According to the ministry, Uganda’s economy is expected to rebound to up to 4.2 percent in 2021/22 and then to 6 percent the year later. Experts say Uganda’s stable growth in economic activity will depend on how the COVID-19 pandemic is handled and how strict government containment measures will be going forward.
Ronald Muyanja, the Trading, Global Markets Head at Stanbic Bank says the private sector was able to build on the return to growth seen during August at the end of September, registering a second consecutive gain in output and new orders.
“New orders increased for the second consecutive month amid a loosening of lockdown restrictions feeding through to higher customer numbers and improving demand. In turn, business activity also expanded in September after having returned to growth in August,” says Muyanja.

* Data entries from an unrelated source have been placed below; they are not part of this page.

//! Per-scope symbol tables.

use alder_core::collections::OrderedMap;
use alder_core::text::TextSpan;
use alder_tree::Tree;
use std::fmt;
use std::str::FromStr;
use thiserror::Error;

/// A tree of scopes, each node owning the table valid at that nesting level.
pub type ScopeTree = Tree<ScopeTable>;

/// Declared type of a variable.
#[derive(Debug, Clone, Copy, PartialEq, Eq, Hash)]
pub enum DataType {
    Int,
    String,
    Boolean,
}

impl DataType {
    pub fn keyword(self) -> &'static str {
        match self {
            DataType::Int => "int",
            DataType::String => "string",
            DataType::Boolean => "boolean",
        }
    }
}

impl fmt::Display for DataType {
    fn fmt(&self, f: &mut fmt::Formatter<'_>) -> fmt::Result {
        f.write_str(self.keyword())
    }
}

#[derive(Debug, Clone, PartialEq, Eq, Error)]
#[error("unknown type keyword '{0}'")]
pub struct ParseDataTypeError(pub String);

impl FromStr for DataType {
    type Err = ParseDataTypeError;

    fn from_str(s: &str) -> Result<Self, Self::Err> {
        match s {
            "int" => Ok(DataType::Int),
            "string" => Ok(DataType::String),
            "boolean" => Ok(DataType::Boolean),
            other => Err(ParseDataTypeError(other.to_string())),
        }
    }
}

/// What a scope knows about one declared identifier.
#[derive(Debug, Clone, PartialEq, Eq)]
pub struct ScopeEntry {
    pub declared_type: DataType,
    /// Set when the identifier is read somewhere it is visible.
    pub used: bool,
    /// Set when the identifier is assigned.
    pub initialized: bool,
    /// Where the declaration appears.
    pub declared_at: Option<TextSpan>,
}

impl ScopeEntry {
    pub fn new(declared_type: DataType) -> Self {
        Self {
            declared_type,
            used: false,
            initialized: false,
            declared_at: None,
        }
    }

    pub fn declared_at(mut self, span: TextSpan) -> Self {
        self.declared_at = Some(span);
        self
    }
}

/// Flat symbol table for one scope. Keys are unique; the first declaration wins.
#[derive(Debug, Clone, Default)]
pub struct ScopeTable {
    entries: OrderedMap<String, ScopeEntry>,
}

impl ScopeTable {
    pub fn new() -> Self {
        Self {
            entries: OrderedMap::new(),
        }
    }

    /// Declare `name`. Returns `false`, leaving the table unchanged, if it
    /// is already declared here.
    pub fn put(&mut self, name: impl Into<String>, entry: ScopeEntry) -> bool {
        self.entries.try_insert(name.into(), entry).is_ok()
    }

    /// Look up `name` in this table only.
    pub fn get(&self, name: &str) -> Option<&ScopeEntry> {
        self.entries.get(name)
    }

    pub fn get_mut(&mut self, name: &str) -> Option<&mut ScopeEntry> {
        self.entries.get_mut(name)
    }

    pub fn contains(&self, name: &str) -> bool {
        self.entries.contains_key(name)
    }

    /// Entries in declaration order.
    pub fn iter(&self) -> impl Iterator<Item = (&str, &ScopeEntry)> {
        self.entries.iter().map(|(name, entry)| (name.as_str(), entry))
    }

    pub fn len(&self) -> usize {
        self.entries.len()
    }

    pub fn is_empty(&self) -> bool {
        self.entries.is_empty()
    }
}

#[cfg(test)]
mod tests {
    use super::*;

    #[test]
    fn test_put_rejects_redeclaration() {
        let mut table = ScopeTable::new();
        assert!(table.put("a", ScopeEntry::new(DataType::Int)));
        assert!(!table.put("a", ScopeEntry::new(DataType::String)));
        assert_eq!(table.get("a").map(|e| e.declared_type), Some(DataType::Int));
        assert_eq!(table.len(), 1);
    }

    #[test]
    fn test_get_is_local_only() {
        let table = ScopeTable::new();
        assert!(table.get("a").is_none());
        assert!(table.is_empty());
    }

    #[test]
    fn test_iter_in_declaration_order() {
        let mut table = ScopeTable::new();
        table.put("z", ScopeEntry::new(DataType::Boolean));
        table.put("a", ScopeEntry::new(DataType::Int));
        table.put("m", ScopeEntry::new(DataType::String));
        let names: Vec<&str> = table.iter().map(|(n, _)| n).collect();
        assert_eq!(names, vec!["z", "a", "m"]);
    }

    #[test]
    fn test_data_type_keywords() {
        assert_eq!("boolean".parse::<DataType>(), Ok(DataType::Boolean));
        assert_eq!(DataType::String.to_string(), "string");
        assert!("float".parse::<DataType>().is_err());
    }
}
//! Deduplicated string literal storage.

use crate::error::CodegenError;
use crate::memory::{Address, MemoryImage};
use alder_core::intern::StringInterner;

/// Maps literal content to its heap address. Each distinct literal is
/// stored at most once per program.
#[derive(Debug, Default)]
pub struct StringPool {
    interner: StringInterner,
    /// Indexed by interned key.
    addresses: Vec<Address>,
}

impl StringPool {
    pub fn new() -> Self {
        Self::default()
    }

    /// Heap address of `text`, storing it on first sight.
    pub fn intern(&mut self, text: &str, memory: &mut MemoryImage) -> Result<Address, CodegenError> {
        if let Some(address) = self.address_of(text) {
            return Ok(address);
        }
        // Allocate before interning so a failed allocation leaves no entry.
        let address = memory.allocate_heap_string(text.as_bytes())?;
        let key = self.interner.intern(text);
        debug_assert_eq!(key.index(), self.addresses.len());
        self.addresses.push(address);
        tracing::debug!(literal = text, address, "stored string literal");
        Ok(address)
    }

    pub fn address_of(&self, text: &str) -> Option<Address> {
        let key = self.interner.get(text)?;
        self.addresses.get(key.index()).copied()
    }

    /// Stored literals with their addresses, in first-seen order.
    pub fn iter(&self) -> impl Iterator<Item = (&str, Address)> + '_ {
        self.addresses.iter().enumerate().filter_map(move |(index, &address)| {
            let text = self.interner.get_by_index(index)?;
            Some((text, address))
        })
    }

    pub fn len(&self) -> usize {
        self.addresses.len()
    }

    pub fn is_empty(&self) -> bool {
        self.addresses.is_empty()
    }
}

The Bank of Uganda expects policies being put in place to boost growth, in addition to any financial stimulus packages, while in the medium-term, the Standard Operating Procedures (SOPs) and other restrictive measures that remain in place will continue to weigh down on economic activity.
“The outlook is, highly uncertain and is highly conditional on the availability of vaccines, the potential emergence of vaccine-resistant virus strains and a balance between containment measures and economic recovery,” says BoU.
There are also risks associated with the global economy, which will have an impact on Uganda. It is hoped that the projected strengthening of the global economic growth will boost external demand for Uganda’s exports. The worry is the emerging markets and developing economies, which are recovering too slowly, as well as the rising prices of imports like petroleum.
“The current pickup in international commodity prices and surge in global inflation, if sustained, is expected to increase imported inflation. Higher crude oil prices could also increase domestic pump prices posing an upside risk to domestic inflation,” says BoU.
However for Uganda, this could have an advantage too, especially on the oil and gas industry.
The projected pick up in crude oil prices may speed up Foreign Direct Investment inflows towards the oil sector, thereby supporting the exchange rate and bringing closer the date of Uganda’s first oil export.